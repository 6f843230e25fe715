//! Random jam code generation.

use rand::Rng;

use jamhub_core::types::JamCode;
use jamhub_core::types::id::{JAM_CODE_ALPHABET, MAX_JAM_CODE_LEN};

/// Generates short human-shareable jam codes.
#[derive(Debug, Clone)]
pub struct CodeGenerator {
    /// Characters per code.
    length: usize,
}

impl CodeGenerator {
    /// Create a generator for codes of `length` characters, kept within what
    /// [`JamCode::parse`] accepts.
    pub fn new(length: usize) -> Self {
        Self {
            length: length.clamp(1, MAX_JAM_CODE_LEN),
        }
    }

    /// Draw a fresh random code. Uniqueness is checked by the store.
    pub fn generate(&self) -> JamCode {
        let mut rng = rand::thread_rng();
        let code: String = (0..self.length)
            .map(|_| {
                let idx = rng.gen_range(0..JAM_CODE_ALPHABET.len());
                JAM_CODE_ALPHABET[idx] as char
            })
            .collect();
        JamCode::from_generated(code)
    }
}

#[cfg(test)]
mod tests {
    use super::*;

    #[test]
    fn test_generated_code_parses_back() {
        let generator = CodeGenerator::new(6);
        for _ in 0..100 {
            let code = generator.generate();
            assert_eq!(code.as_str().len(), 6);
            assert_eq!(JamCode::parse(code.as_str()).unwrap(), code);
        }
    }

    #[test]
    fn test_oversized_length_still_parses_back() {
        let code = CodeGenerator::new(64).generate();
        assert_eq!(code.as_str().len(), MAX_JAM_CODE_LEN);
        assert!(JamCode::parse(code.as_str()).is_ok());
    }
}
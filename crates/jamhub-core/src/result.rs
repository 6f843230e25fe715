//! Convenience result type alias for JamHub.

use crate::error::AppError;

/// A specialized `Result` type for JamHub operations.
pub type AppResult<T> = Result<T, AppError>;
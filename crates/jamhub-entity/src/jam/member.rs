//! Membership records and capability flags.

use chrono::{DateTime, Utc};
use serde::{Deserialize, Serialize};

/// What a member may do besides listening.
///
/// The default is deny-all; the host holds every capability.
#[derive(Debug, Clone, Copy, Default, PartialEq, Eq, Serialize, Deserialize)]
pub struct Permissions {
    /// May control playback.
    pub can_play: bool,
    /// May queue tracks.
    pub can_add: bool,
    /// May remove queued tracks.
    pub can_remove: bool,
}

impl Permissions {
    /// Every capability granted.
    pub fn all() -> Self {
        Self {
            can_play: true,
            can_add: true,
            can_remove: true,
        }
    }

    /// No capability granted.
    pub fn none() -> Self {
        Self::default()
    }

    /// Merge the fields present in `patch`, leaving the others unchanged.
    pub fn apply(&mut self, patch: &PermissionPatch) {
        if let Some(can_play) = patch.can_play {
            self.can_play = can_play;
        }
        if let Some(can_add) = patch.can_add {
            self.can_add = can_add;
        }
        if let Some(can_remove) = patch.can_remove {
            self.can_remove = can_remove;
        }
    }
}

/// Partial permission update sent by the host.
#[derive(Debug, Clone, Copy, Default, PartialEq, Eq, Serialize, Deserialize)]
pub struct PermissionPatch {
    /// New `can_play`, if changing.
    #[serde(default, skip_serializing_if = "Option::is_none")]
    pub can_play: Option<bool>,
    /// New `can_add`, if changing.
    #[serde(default, skip_serializing_if = "Option::is_none")]
    pub can_add: Option<bool>,
    /// New `can_remove`, if changing.
    #[serde(default, skip_serializing_if = "Option::is_none")]
    pub can_remove: Option<bool>,
}

impl PermissionPatch {
    /// Whether the patch changes nothing.
    pub fn is_empty(&self) -> bool {
        self.can_play.is_none() && self.can_add.is_none() && self.can_remove.is_none()
    }
}

/// One member of a jam.
#[derive(Debug, Clone, PartialEq, Serialize, Deserialize)]
pub struct MemberRecord {
    /// Display nickname.
    pub nickname: String,
    /// Capability flags.
    pub permissions: Permissions,
    /// When the member first joined.
    pub joined_at: DateTime<Utc>,
}

impl MemberRecord {
    /// A guest with default (deny-all) permissions.
    pub fn guest(nickname: impl Into<String>, now: DateTime<Utc>) -> Self {
        Self {
            nickname: nickname.into(),
            permissions: Permissions::none(),
            joined_at: now,
        }
    }

    /// A host with every permission.
    pub fn host(nickname: impl Into<String>, now: DateTime<Utc>) -> Self {
        Self {
            nickname: nickname.into(),
            permissions: Permissions::all(),
            joined_at: now,
        }
    }
}
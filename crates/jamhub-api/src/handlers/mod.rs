//! Route handlers organized by domain.

pub mod health;
pub mod jam;
pub mod ws;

-=-=-=-=-

__PROBLEM__: Taking the material above one line at a time, count the lines that include "types" as a word or string, and give only that number.

__YOUR SOLUTION__: 2